§ **WHAT NEEDS TO BE DONE**: Read the data below line by line and state how many lines hold "queries". Nothing else belongs in the answer.

===== GIVEN RECORDS

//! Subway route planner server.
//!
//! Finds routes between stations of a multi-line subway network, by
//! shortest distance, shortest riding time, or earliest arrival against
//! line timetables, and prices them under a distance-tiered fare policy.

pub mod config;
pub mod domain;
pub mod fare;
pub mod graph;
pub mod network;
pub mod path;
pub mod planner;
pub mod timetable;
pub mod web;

==========
===== GIVEN RECORDS

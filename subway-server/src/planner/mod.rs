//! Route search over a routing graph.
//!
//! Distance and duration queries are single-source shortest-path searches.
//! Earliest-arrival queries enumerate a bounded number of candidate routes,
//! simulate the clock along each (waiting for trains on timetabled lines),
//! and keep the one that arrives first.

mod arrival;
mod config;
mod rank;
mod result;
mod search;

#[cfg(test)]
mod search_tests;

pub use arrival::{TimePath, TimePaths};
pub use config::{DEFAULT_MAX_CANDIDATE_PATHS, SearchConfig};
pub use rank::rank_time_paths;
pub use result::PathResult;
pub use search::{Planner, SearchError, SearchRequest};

==========

§ **TASK OUTPUT**: 2